MERIDIAN, Miss. (WTOK) – A woman from McComb, Mississippi is sharing her lung cancer survivor story with the world. But the Meridian native also uses her voice to advocate for lung cancer research with lawmakers.

“People heard the word lung cancer and it was scarier because people thought, ‘People don’t survive this, but we do,'” said Mississippi American Lung Association Volunteer and Nancy Smith.

In the fall of 2014, Nancy Smith’s life changed forever. He first noticed a persistent cough, shoulder pain, and shortness of breath.

“A lot of times I think, especially working mothers, busy. I thought I just had a cold or the flu so I went in and got a chest x-ray and it wasn’t good. It looked like I had pneumonia. One of the things about lung cancer is that you need a CT scan to properly diagnose it. So I was treated for pneumonia for a few weeks and then I went back for a follow-up and nothing had changed,” Smith said.

That’s when Smith went for a contrast-enhanced CT scan in February 2015, where doctors found a tumor the size of a lemon in his left lung.

“One of the things that was a little frustrating at the time was that I knew what my biomarker was, there was no cure. So I had multiple lung surgeries and they actually took out my entire left lung and I did general chemo. So thankfully the surgery saved my life at the time. It really made me want to do more because lung cancer is still the number 1 cancer killer among men and women. The survival rate over the The last 5 years have improved by more than 30%, but at the time they were still very low and it was depressing as a patient to think that we didn’t have any new drugs,” Smith said.

He is now the champion of lung power in Mississippi. Smith recently traveled to Washington for the third time to meet with members of Congress at the American Lung Association’s Lung Power Day.

“Part of our purpose in going to Washington is to thank our legislators who have done such an amazing job to finally fund not just lung cancer, but other cancers. So what we’re doing with this immunotherapy is And what we’ve learned about targeted therapies is that they’re not only working to help lung cancer, but they’re also working on colon cancer and melanoma, which has moved the needle on improving survival rates for many different cancers, Smith said.

He joined more than 40 other people across the country who have been diagnosed with lung cancer in asking lawmakers to provide $51 billion in research funding for the National Institutes of Health (NIH) and $11.6 billion in funding for the Centers for Disease Control and Prevention. diseases (CDC) and Medicaid support and protection.
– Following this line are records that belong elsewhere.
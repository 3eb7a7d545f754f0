//! Change-history recording service.
//!
//! Turns field changes into history entries: the recorder resolves
//! member and service identifiers to display names, stamps each batch
//! with a single timestamp, and appends the entries to the history
//! store. Name resolution failures never block recording; the entry
//! falls back to a fixed placeholder instead.

use std::sync::Arc;

use mockable::Clock;

use crate::board::{
    domain::{
        build_entries, Actor, FieldChange, HistoryAction, HistoryConfig, HistoryEntry, MemberId,
        ResolvedNames, ServiceId, Task, TaskId,
    },
    ports::{HistoryStore, HistoryStoreResult, MemberDirectory, ServiceDirectory},
};

/// Builds and appends history entries for task changes.
#[derive(Clone)]
pub struct HistoryRecorder<M, D, H, K>
where
    M: MemberDirectory,
    D: ServiceDirectory,
    H: HistoryStore,
    K: Clock + Send + Sync,
{
    members: Arc<M>,
    services: Arc<D>,
    history: Arc<H>,
    clock: Arc<K>,
    config: HistoryConfig,
}

impl<M, D, H, K> HistoryRecorder<M, D, H, K>
where
    M: MemberDirectory,
    D: ServiceDirectory,
    H: HistoryStore,
    K: Clock + Send + Sync,
{
    /// Creates a recorder with the default value-length cap.
    #[must_use]
    pub fn new(members: Arc<M>, services: Arc<D>, history: Arc<H>, clock: Arc<K>) -> Self {
        Self::with_config(members, services, history, clock, HistoryConfig::default())
    }

    /// Creates a recorder with an explicit history configuration.
    #[must_use]
    pub const fn with_config(
        members: Arc<M>,
        services: Arc<D>,
        history: Arc<H>,
        clock: Arc<K>,
        config: HistoryConfig,
    ) -> Self {
        Self {
            members,
            services,
            history,
            clock,
            config,
        }
    }

    /// Records the creation entry for a freshly persisted task.
    ///
    /// # Errors
    ///
    /// Returns the history store error when the append fails.
    pub async fn record_created(
        &self,
        task: &Task,
        actor: &Actor,
    ) -> HistoryStoreResult<HistoryEntry> {
        let entry = HistoryEntry::new(task.id(), actor, HistoryAction::Created, self.clock.utc());
        self.history.append(&entry).await?;
        Ok(entry)
    }

    /// Records one history entry per field change, sharing one timestamp
    /// across the batch.
    ///
    /// An empty change set records nothing and returns an empty vector.
    ///
    /// # Errors
    ///
    /// Returns the history store error when the batch append fails.
    pub async fn record_changes(
        &self,
        task_id: TaskId,
        actor: &Actor,
        changes: &[FieldChange],
    ) -> HistoryStoreResult<Vec<HistoryEntry>> {
        if changes.is_empty() {
            return Ok(Vec::new());
        }
        let names = self.resolve_names(changes).await;
        let entries = build_entries(
            task_id,
            actor,
            changes,
            &names,
            &self.config,
            self.clock.utc(),
        );
        self.history.append_batch(&entries).await?;
        Ok(entries)
    }

    /// Records that the actor viewed the task's attachment.
    ///
    /// # Errors
    ///
    /// Returns the history store error when the append fails.
    pub async fn record_attachment_viewed(
        &self,
        task_id: TaskId,
        actor: &Actor,
    ) -> HistoryStoreResult<HistoryEntry> {
        let entry = HistoryEntry::new(
            task_id,
            actor,
            HistoryAction::AttachmentViewed,
            self.clock.utc(),
        );
        self.history.append(&entry).await?;
        Ok(entry)
    }

    /// Returns the recorded history for a task, oldest first.
    ///
    /// # Errors
    ///
    /// Returns the history store error when the query fails.
    pub async fn entries_for_task(&self, task_id: TaskId) -> HistoryStoreResult<Vec<HistoryEntry>> {
        self.history.entries_for_task(task_id).await
    }

    /// Looks up display names for every member and service mentioned in
    /// the changes. Missing or failed lookups are left unresolved.
    async fn resolve_names(&self, changes: &[FieldChange]) -> ResolvedNames {
        let mut names = ResolvedNames::new();
        for change in changes {
            match change {
                FieldChange::Assignee { old, new } => {
                    for member in [old.as_ref(), new.as_ref()].into_iter().flatten() {
                        self.resolve_member(&mut names, member).await;
                    }
                }
                FieldChange::Service { old, new } => {
                    self.resolve_service(&mut names, old).await;
                    self.resolve_service(&mut names, new).await;
                }
                _ => {}
            }
        }
        names
    }

    async fn resolve_member(&self, names: &mut ResolvedNames, member: &MemberId) {
        match self.members.member_name(member).await {
            Ok(Some(name)) => names.insert_member(member.clone(), name),
            Ok(None) => {}
            Err(err) => {
                tracing::debug!(member = %member, error = %err, "member name lookup failed");
            }
        }
    }

    async fn resolve_service(&self, names: &mut ResolvedNames, service: &ServiceId) {
        match self.services.service_name(service).await {
            Ok(Some(name)) => names.insert_service(service.clone(), name),
            Ok(None) => {}
            Err(err) => {
                tracing::debug!(service = %service, error = %err, "service name lookup failed");
            }
        }
    }
}
//! Integration tests for the flat task record codec.

use aalto::board::{
    adapters::memory::TaskRecord,
    domain::{FollowerSet, Position, Task, TaskPatch, TaskStatus},
    ports::TaskStore,
};
use chrono::Utc;
use mockable::DefaultClock;
use rstest::rstest;
use uuid::Uuid;

use super::helpers::{actor, board, member_id, new_task, BoardHarness};

fn stored_record(status: &str, followed_ids: &str) -> TaskRecord {
    let now = Utc::now();
    TaskRecord {
        id: Uuid::new_v4(),
        name: "Stored task".to_owned(),
        status: status.to_owned(),
        position: 1_000,
        assignee_id: String::new(),
        service_id: "svc-board".to_owned(),
        due_date: None,
        description: None,
        attachment_id: String::new(),
        followed_ids: followed_ids.to_owned(),
        created_at: now,
        updated_at: now,
    }
}

#[rstest]
fn empty_string_columns_decode_to_absent_fields() -> eyre::Result<()> {
    let task = stored_record("todo", "[]").try_into_domain()?;

    eyre::ensure!(task.assignee_id().is_none());
    eyre::ensure!(task.attachment_id().is_none());
    eyre::ensure!(task.followers().is_empty());
    eyre::ensure!(task.status() == TaskStatus::Todo);
    eyre::ensure!(task.position() == Position::new(1_000));
    Ok(())
}

#[rstest]
fn blank_follower_column_reads_as_an_empty_set() -> eyre::Result<()> {
    let task = stored_record("todo", "").try_into_domain()?;
    eyre::ensure!(task.followers().is_empty());
    Ok(())
}

#[rstest]
#[case::unknown_status("archived", "[]")]
#[case::malformed_followers("todo", "{not json")]
#[case::non_member_follower("todo", r#"["  "]"#)]
fn corrupt_records_are_rejected(#[case] status: &str, #[case] followed_ids: &str) {
    let result = stored_record(status, followed_ids).try_into_domain();
    assert!(result.is_err());
}

#[rstest]
fn followers_are_stored_as_a_json_identifier_array() -> eyre::Result<()> {
    let mut task = Task::new(
        new_task("Followed", TaskStatus::Todo),
        Position::new(1_000),
        &DefaultClock,
    );
    let mut followers = FollowerSet::new();
    followers.follow(member_id("member-b"));
    followers.follow(member_id("member-a"));
    task.apply_patch(&TaskPatch::new().with_followers(followers), &DefaultClock);

    let record = TaskRecord::try_from_domain(&task)?;
    eyre::ensure!(
        record.followed_ids == r#"["member-a","member-b"]"#,
        "identifiers serialise in set order"
    );

    let decoded = record.try_into_domain()?;
    eyre::ensure!(decoded.followers().len() == 2);
    eyre::ensure!(decoded.followers().follows(&member_id("member-a")));
    eyre::ensure!(decoded.followers().follows(&member_id("member-b")));
    Ok(())
}

#[rstest]
fn unfollowed_tasks_store_an_empty_array() -> eyre::Result<()> {
    let task = Task::new(
        new_task("Solitary", TaskStatus::Backlog),
        Position::new(1_000),
        &DefaultClock,
    );
    let record = TaskRecord::try_from_domain(&task)?;
    eyre::ensure!(record.followed_ids == "[]");
    eyre::ensure!(record.assignee_id.is_empty());
    eyre::ensure!(record.attachment_id.is_empty());
    Ok(())
}

#[rstest]
#[tokio::test(flavor = "multi_thread")]
async fn tasks_round_trip_through_the_store_unchanged(board: BoardHarness) -> eyre::Result<()> {
    let created = board
        .workflow
        .create_task(
            new_task("Round trip", TaskStatus::InProgress).with_description("All the details"),
            &actor(),
        )
        .await?;
    board
        .workflow
        .follow(created.task.id(), member_id("member-7"))
        .await?;

    let fetched = board
        .store
        .find_by_id(created.task.id())
        .await?
        .ok_or_else(|| eyre::eyre!("task missing after round trip"))?;

    eyre::ensure!(fetched.name().as_str() == "Round trip");
    eyre::ensure!(fetched.description() == Some("All the details"));
    eyre::ensure!(fetched.followers().follows(&member_id("member-7")));
    eyre::ensure!(fetched.status() == TaskStatus::InProgress);
    Ok(())
}
//! Thread-safe in-memory task store.

use async_trait::async_trait;
use std::collections::HashMap;
use std::sync::{Arc, RwLock};

use super::record::TaskRecord;
use crate::board::{
    domain::{MemberId, Position, Task, TaskId, TaskStatus},
    ports::{TaskFilter, TaskStore, TaskStoreError, TaskStoreResult},
};

/// Thread-safe in-memory task store.
///
/// Documents are held in the same flat record shape a document database
/// would use, so the encode and decode paths run under test exactly as
/// they would against real storage.
#[derive(Debug, Clone, Default)]
pub struct InMemoryTaskStore {
    state: Arc<RwLock<TaskStoreState>>,
}

#[derive(Debug, Default)]
struct TaskStoreState {
    records: HashMap<TaskId, StoredRecord>,
    next_seq: u64,
}

#[derive(Debug, Clone)]
struct StoredRecord {
    record: TaskRecord,
    /// Write-order tie-break for equal positions.
    seq: u64,
}

impl InMemoryTaskStore {
    /// Creates an empty in-memory store.
    #[must_use]
    pub fn new() -> Self {
        Self::default()
    }
}

fn bump_seq(state: &mut TaskStoreState) -> u64 {
    let seq = state.next_seq;
    state.next_seq += 1;
    seq
}

fn encode(task: &Task) -> TaskStoreResult<TaskRecord> {
    TaskRecord::try_from_domain(task).map_err(TaskStoreError::persistence)
}

fn decode(record: TaskRecord) -> TaskStoreResult<Task> {
    record.try_into_domain().map_err(TaskStoreError::persistence)
}

/// Decodes records into tasks paired with their write sequence.
fn decode_all(state: &TaskStoreState) -> TaskStoreResult<Vec<(Task, u64)>> {
    state
        .records
        .values()
        .map(|stored| decode(stored.record.clone()).map(|task| (task, stored.seq)))
        .collect()
}

/// Sorts decoded tasks newest first, write order breaking ties.
fn newest_first(mut entries: Vec<(Task, u64)>) -> Vec<Task> {
    entries.sort_by_key(|(task, seq)| (task.created_at(), *seq));
    entries.reverse();
    entries.into_iter().map(|(task, _)| task).collect()
}

#[async_trait]
impl TaskStore for InMemoryTaskStore {
    async fn insert(&self, task: &Task) -> TaskStoreResult<()> {
        let mut state = self
            .state
            .write()
            .map_err(|err| TaskStoreError::persistence(std::io::Error::other(err.to_string())))?;
        if state.records.contains_key(&task.id()) {
            return Err(TaskStoreError::DuplicateTask(task.id()));
        }
        let record = encode(task)?;
        let seq = bump_seq(&mut state);
        state.records.insert(task.id(), StoredRecord { record, seq });
        Ok(())
    }

    async fn update(&self, task: &Task) -> TaskStoreResult<()> {
        let mut state = self
            .state
            .write()
            .map_err(|err| TaskStoreError::persistence(std::io::Error::other(err.to_string())))?;
        let previous = state
            .records
            .get(&task.id())
            .ok_or(TaskStoreError::NotFound(task.id()))?
            .clone();
        let record = encode(task)?;

        // A repositioned task moves to the end of the write order so equal
        // positions keep a deterministic sequence.
        let seq = if record.position == previous.record.position {
            previous.seq
        } else {
            bump_seq(&mut state)
        };
        state.records.insert(task.id(), StoredRecord { record, seq });
        Ok(())
    }

    async fn delete(&self, id: TaskId) -> TaskStoreResult<()> {
        let mut state = self
            .state
            .write()
            .map_err(|err| TaskStoreError::persistence(std::io::Error::other(err.to_string())))?;
        if state.records.remove(&id).is_none() {
            return Err(TaskStoreError::NotFound(id));
        }
        Ok(())
    }

    async fn find_by_id(&self, id: TaskId) -> TaskStoreResult<Option<Task>> {
        let state = self
            .state
            .read()
            .map_err(|err| TaskStoreError::persistence(std::io::Error::other(err.to_string())))?;
        state
            .records
            .get(&id)
            .map(|stored| decode(stored.record.clone()))
            .transpose()
    }

    async fn list_bucket(&self, status: TaskStatus) -> TaskStoreResult<Vec<Task>> {
        let state = self
            .state
            .read()
            .map_err(|err| TaskStoreError::persistence(std::io::Error::other(err.to_string())))?;
        let mut bucket: Vec<StoredRecord> = state
            .records
            .values()
            .filter(|stored| stored.record.status == status.as_str())
            .cloned()
            .collect();
        bucket.sort_by_key(|stored| (stored.record.position, stored.seq));
        bucket
            .into_iter()
            .map(|stored| decode(stored.record))
            .collect()
    }

    async fn highest_position(&self, status: TaskStatus) -> TaskStoreResult<Option<Position>> {
        let state = self
            .state
            .read()
            .map_err(|err| TaskStoreError::persistence(std::io::Error::other(err.to_string())))?;
        Ok(state
            .records
            .values()
            .filter(|stored| stored.record.status == status.as_str())
            .map(|stored| stored.record.position)
            .max()
            .map(Position::new))
    }

    async fn list(&self, filter: &TaskFilter) -> TaskStoreResult<Vec<Task>> {
        let state = self
            .state
            .read()
            .map_err(|err| TaskStoreError::persistence(std::io::Error::other(err.to_string())))?;
        let mut entries = decode_all(&state)?;
        entries.retain(|(task, _)| filter.matches(task));
        Ok(newest_first(entries))
    }

    async fn find_followed_by(&self, member: &MemberId) -> TaskStoreResult<Vec<Task>> {
        let state = self
            .state
            .read()
            .map_err(|err| TaskStoreError::persistence(std::io::Error::other(err.to_string())))?;
        let mut entries = decode_all(&state)?;
        entries.retain(|(task, _)| task.followers().follows(member));
        Ok(newest_first(entries))
    }
}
“It’s just empowering to see one person from every state on Capitol Hill wearing our color turquoise and telling them our stories of hope and also that everyone should have access to care. I think 25% of lung cancer patients in Mississippi depend on Medicaid for their treatment, so it’s very important that everyone has access to care and this important test, as well as low-cost CT screenings,” Smith said.

Smith said there have been about 20 new drug treatments for lung cancer since his diagnosis.

Smith said it’s good when you’re fighting cancer to have other people who are walking in your shoes for support. She said that’s why she hopes to mentor and be there as a resource for those diagnosed with lung cancer.